▶ Try it
Show the lines below that contain the string "data".

(Saved entries)
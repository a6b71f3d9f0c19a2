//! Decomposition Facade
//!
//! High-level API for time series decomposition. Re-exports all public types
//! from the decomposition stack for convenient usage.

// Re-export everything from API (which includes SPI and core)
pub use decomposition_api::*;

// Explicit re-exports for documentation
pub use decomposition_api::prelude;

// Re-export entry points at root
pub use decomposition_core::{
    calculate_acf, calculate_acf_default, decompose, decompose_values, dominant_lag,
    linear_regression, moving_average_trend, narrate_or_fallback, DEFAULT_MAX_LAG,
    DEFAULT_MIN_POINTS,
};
* * *
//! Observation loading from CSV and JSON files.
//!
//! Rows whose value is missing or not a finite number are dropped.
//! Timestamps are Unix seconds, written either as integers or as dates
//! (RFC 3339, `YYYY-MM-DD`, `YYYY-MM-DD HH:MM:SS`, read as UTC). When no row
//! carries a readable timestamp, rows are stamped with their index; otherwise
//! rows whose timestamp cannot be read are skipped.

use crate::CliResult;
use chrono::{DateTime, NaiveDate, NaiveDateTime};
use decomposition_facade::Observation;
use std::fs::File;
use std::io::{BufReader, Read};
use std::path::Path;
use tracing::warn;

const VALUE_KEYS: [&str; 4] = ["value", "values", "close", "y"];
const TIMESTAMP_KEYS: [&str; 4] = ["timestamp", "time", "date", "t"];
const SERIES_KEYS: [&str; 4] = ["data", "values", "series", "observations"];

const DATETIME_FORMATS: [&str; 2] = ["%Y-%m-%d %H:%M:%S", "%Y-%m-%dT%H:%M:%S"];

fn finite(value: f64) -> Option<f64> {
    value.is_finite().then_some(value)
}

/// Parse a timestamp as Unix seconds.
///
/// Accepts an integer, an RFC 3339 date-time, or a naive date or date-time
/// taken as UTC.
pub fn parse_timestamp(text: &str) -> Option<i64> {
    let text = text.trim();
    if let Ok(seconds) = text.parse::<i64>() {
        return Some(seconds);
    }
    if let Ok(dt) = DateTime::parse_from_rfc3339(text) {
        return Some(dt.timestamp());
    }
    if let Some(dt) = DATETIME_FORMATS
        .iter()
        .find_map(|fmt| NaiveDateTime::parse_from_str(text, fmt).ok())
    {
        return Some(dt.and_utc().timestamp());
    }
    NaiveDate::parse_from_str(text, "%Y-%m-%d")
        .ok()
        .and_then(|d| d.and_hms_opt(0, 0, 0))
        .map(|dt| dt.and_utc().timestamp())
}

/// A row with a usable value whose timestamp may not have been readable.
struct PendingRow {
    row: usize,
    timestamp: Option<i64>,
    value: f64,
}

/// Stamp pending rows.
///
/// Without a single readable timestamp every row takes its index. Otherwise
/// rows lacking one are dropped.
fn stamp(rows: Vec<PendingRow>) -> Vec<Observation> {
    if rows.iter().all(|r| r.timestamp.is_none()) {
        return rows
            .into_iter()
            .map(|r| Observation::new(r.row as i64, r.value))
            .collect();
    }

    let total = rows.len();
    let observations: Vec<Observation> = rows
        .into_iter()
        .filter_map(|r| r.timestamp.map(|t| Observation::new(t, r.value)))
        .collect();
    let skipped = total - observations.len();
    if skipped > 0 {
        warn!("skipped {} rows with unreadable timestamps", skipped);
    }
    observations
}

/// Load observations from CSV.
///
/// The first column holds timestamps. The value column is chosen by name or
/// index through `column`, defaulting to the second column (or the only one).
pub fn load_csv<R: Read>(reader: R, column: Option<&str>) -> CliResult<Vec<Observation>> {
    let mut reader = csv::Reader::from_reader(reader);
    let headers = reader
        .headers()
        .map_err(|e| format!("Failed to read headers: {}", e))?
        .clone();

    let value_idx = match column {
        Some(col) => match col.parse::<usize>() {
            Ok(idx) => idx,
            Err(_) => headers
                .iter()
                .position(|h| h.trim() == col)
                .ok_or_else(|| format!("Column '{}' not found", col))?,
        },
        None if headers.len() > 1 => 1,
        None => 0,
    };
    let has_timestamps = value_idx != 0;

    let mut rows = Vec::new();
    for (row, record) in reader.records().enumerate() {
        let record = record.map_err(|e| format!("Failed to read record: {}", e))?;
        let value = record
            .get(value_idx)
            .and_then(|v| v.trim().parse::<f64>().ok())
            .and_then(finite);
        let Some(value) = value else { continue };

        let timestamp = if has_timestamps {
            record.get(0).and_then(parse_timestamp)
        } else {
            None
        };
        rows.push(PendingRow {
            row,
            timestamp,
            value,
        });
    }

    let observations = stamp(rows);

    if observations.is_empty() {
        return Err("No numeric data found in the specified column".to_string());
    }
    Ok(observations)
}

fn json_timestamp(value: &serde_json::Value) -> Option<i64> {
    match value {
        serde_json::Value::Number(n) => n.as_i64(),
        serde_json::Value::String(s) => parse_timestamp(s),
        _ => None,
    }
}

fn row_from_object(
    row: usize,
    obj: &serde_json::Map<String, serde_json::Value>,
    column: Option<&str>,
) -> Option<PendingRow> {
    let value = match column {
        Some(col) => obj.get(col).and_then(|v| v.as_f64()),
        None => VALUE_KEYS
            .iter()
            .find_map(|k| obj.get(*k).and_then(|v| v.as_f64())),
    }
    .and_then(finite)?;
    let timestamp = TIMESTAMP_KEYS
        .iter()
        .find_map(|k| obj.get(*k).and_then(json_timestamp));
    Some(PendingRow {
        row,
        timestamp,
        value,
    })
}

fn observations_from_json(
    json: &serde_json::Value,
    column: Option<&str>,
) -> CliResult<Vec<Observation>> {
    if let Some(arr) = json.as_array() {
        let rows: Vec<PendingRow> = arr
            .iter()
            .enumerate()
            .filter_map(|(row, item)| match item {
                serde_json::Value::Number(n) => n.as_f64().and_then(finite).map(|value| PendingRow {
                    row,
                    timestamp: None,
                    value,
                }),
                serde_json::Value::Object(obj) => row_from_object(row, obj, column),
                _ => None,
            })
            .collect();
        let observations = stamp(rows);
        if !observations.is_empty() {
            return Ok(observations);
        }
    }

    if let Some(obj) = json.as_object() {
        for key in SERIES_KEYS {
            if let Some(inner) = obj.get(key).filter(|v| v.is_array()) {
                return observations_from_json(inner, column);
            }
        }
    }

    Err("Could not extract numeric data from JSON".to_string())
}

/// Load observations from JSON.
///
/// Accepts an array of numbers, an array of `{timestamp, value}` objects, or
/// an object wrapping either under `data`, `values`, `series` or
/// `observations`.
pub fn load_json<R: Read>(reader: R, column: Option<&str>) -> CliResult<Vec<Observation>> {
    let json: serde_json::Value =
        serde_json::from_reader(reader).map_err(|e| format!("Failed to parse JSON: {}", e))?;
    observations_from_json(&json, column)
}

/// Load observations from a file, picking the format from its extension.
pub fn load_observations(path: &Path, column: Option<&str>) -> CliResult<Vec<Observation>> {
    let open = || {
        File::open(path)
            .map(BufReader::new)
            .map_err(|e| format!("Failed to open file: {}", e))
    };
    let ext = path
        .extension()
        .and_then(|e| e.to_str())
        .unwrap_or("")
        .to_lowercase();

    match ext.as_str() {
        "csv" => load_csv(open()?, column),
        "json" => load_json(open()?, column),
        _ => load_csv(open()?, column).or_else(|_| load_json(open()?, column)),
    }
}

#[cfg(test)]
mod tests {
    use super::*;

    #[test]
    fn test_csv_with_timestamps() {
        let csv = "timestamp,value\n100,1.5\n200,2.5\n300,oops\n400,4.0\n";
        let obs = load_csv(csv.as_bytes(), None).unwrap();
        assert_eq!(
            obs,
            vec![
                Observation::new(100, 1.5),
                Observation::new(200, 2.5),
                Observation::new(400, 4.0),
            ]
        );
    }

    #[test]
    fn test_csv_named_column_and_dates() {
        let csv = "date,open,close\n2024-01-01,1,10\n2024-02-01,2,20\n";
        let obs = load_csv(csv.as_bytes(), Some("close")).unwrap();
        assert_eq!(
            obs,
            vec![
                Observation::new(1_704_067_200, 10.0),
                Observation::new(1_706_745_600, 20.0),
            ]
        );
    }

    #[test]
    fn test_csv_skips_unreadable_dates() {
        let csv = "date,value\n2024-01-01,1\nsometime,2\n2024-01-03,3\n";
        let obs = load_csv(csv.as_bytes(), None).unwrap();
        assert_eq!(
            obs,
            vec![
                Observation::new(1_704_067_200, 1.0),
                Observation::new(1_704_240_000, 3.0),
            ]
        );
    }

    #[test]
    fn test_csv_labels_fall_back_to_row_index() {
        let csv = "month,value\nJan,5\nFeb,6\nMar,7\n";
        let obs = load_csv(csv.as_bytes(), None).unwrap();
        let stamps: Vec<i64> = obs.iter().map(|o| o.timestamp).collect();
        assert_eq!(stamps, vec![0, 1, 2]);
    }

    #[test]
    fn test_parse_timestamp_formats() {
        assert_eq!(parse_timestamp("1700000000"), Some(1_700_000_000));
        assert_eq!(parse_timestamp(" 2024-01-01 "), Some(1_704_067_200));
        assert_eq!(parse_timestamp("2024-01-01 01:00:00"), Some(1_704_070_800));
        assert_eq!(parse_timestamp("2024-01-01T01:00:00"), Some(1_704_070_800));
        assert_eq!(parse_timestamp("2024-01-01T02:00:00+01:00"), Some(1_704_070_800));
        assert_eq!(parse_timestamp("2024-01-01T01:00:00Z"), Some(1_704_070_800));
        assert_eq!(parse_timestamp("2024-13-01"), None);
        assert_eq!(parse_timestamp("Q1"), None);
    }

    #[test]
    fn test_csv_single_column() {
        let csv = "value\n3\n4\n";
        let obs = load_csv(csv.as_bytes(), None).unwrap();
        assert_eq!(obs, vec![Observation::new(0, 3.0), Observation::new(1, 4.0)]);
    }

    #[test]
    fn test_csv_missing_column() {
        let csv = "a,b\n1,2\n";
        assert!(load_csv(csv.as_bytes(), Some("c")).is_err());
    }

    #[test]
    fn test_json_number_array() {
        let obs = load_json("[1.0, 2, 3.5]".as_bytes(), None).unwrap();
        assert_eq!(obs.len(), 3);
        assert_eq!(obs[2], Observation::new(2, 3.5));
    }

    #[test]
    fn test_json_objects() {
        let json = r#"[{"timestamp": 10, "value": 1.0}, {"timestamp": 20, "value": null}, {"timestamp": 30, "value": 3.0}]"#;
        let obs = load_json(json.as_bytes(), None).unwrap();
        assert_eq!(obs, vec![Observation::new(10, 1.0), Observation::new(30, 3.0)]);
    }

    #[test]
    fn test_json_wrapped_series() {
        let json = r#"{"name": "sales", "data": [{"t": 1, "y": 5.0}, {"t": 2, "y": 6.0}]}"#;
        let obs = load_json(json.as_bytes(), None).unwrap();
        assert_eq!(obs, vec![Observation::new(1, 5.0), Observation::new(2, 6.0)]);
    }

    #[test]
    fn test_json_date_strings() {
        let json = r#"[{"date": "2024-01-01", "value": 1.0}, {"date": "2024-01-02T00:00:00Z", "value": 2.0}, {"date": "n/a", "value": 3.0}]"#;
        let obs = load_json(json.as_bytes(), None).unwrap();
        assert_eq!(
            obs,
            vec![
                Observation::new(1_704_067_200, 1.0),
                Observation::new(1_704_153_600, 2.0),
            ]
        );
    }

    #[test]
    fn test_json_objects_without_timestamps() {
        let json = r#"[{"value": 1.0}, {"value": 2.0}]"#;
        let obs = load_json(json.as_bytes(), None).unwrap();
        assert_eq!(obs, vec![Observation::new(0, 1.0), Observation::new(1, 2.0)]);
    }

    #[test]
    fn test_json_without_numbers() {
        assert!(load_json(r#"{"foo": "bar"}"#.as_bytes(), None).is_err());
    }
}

▶ Result of this exercise
const SERIES_KEYS: [&str; 4] = ["data", "values", "series", "observations"];
        return Err("No numeric data found in the specified column".to_string());
    Err("Could not extract numeric data from JSON".to_string())
/// an object wrapping either under `data`, `values`, `series` or
        let json = r#"{"name": "sales", "data": [{"t": 1, "y": 5.0}, {"t": 2, "y": 6.0}]}"#;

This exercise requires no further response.